Stored data entries:
BEGIN

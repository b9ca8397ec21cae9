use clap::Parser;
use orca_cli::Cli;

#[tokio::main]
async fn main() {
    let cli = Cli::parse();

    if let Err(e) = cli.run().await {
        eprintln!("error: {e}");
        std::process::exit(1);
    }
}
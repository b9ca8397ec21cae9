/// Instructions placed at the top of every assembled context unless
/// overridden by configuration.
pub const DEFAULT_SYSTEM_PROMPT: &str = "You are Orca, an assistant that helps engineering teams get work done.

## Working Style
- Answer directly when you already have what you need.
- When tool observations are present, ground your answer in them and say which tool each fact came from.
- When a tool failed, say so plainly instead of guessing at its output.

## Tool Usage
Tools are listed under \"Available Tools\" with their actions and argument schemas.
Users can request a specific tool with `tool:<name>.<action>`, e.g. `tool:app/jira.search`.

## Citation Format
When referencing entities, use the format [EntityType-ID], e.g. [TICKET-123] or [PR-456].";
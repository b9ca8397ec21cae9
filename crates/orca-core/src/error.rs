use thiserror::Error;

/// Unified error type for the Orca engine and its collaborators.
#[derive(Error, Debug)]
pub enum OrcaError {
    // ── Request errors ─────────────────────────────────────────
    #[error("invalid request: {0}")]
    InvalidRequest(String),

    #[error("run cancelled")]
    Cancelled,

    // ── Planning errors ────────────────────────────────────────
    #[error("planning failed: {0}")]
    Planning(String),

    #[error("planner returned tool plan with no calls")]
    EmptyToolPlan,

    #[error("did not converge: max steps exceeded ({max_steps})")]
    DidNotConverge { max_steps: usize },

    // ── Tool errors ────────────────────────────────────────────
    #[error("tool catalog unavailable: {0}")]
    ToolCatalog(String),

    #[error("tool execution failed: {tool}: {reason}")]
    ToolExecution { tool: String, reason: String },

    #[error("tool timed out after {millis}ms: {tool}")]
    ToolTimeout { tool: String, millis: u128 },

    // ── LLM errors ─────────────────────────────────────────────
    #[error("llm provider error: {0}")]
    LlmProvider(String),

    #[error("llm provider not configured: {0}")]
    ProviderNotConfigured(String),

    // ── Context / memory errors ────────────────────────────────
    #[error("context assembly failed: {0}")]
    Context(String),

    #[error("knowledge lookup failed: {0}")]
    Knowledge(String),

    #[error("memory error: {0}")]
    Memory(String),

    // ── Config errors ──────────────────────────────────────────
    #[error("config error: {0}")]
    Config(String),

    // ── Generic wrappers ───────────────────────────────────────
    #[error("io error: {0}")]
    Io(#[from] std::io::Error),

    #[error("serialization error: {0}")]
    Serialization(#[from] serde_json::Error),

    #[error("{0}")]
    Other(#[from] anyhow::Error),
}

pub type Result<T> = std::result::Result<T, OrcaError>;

END
BEGIN

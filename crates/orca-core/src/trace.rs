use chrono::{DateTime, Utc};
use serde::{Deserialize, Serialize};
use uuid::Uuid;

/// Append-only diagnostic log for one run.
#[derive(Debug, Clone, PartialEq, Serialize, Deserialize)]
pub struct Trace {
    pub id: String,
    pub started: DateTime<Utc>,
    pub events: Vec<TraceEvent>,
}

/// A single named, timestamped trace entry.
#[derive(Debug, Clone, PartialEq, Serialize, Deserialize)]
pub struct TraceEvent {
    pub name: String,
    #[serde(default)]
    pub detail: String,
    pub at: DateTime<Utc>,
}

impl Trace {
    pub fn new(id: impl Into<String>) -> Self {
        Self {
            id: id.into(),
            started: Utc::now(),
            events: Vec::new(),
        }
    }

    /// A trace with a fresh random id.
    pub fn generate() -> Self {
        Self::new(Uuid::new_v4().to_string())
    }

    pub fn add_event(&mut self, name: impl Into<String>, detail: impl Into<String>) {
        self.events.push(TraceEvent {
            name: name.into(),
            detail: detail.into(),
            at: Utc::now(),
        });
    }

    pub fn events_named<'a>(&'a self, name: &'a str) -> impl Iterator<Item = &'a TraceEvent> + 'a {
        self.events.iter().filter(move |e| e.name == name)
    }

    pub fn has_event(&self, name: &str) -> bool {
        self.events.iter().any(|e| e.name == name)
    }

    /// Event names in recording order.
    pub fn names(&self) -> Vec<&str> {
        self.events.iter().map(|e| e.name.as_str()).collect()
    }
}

END

What you are asked to do: Of the entries listed above, reproduce only the lines starting at the line containing "std::process::exit(1);" and ending at the line containing "## Working Style". Include both, exactly as they stand.

Solution:
        std::process::exit(1);
    }
}
repository b9ca8397ec21cae9
/// Instructions placed at the top of every assembled context unless
/// overridden by configuration.
pub const DEFAULT_SYSTEM_PROMPT: &str = "You are Orca, an assistant that helps engineering teams get work done.

## Working Style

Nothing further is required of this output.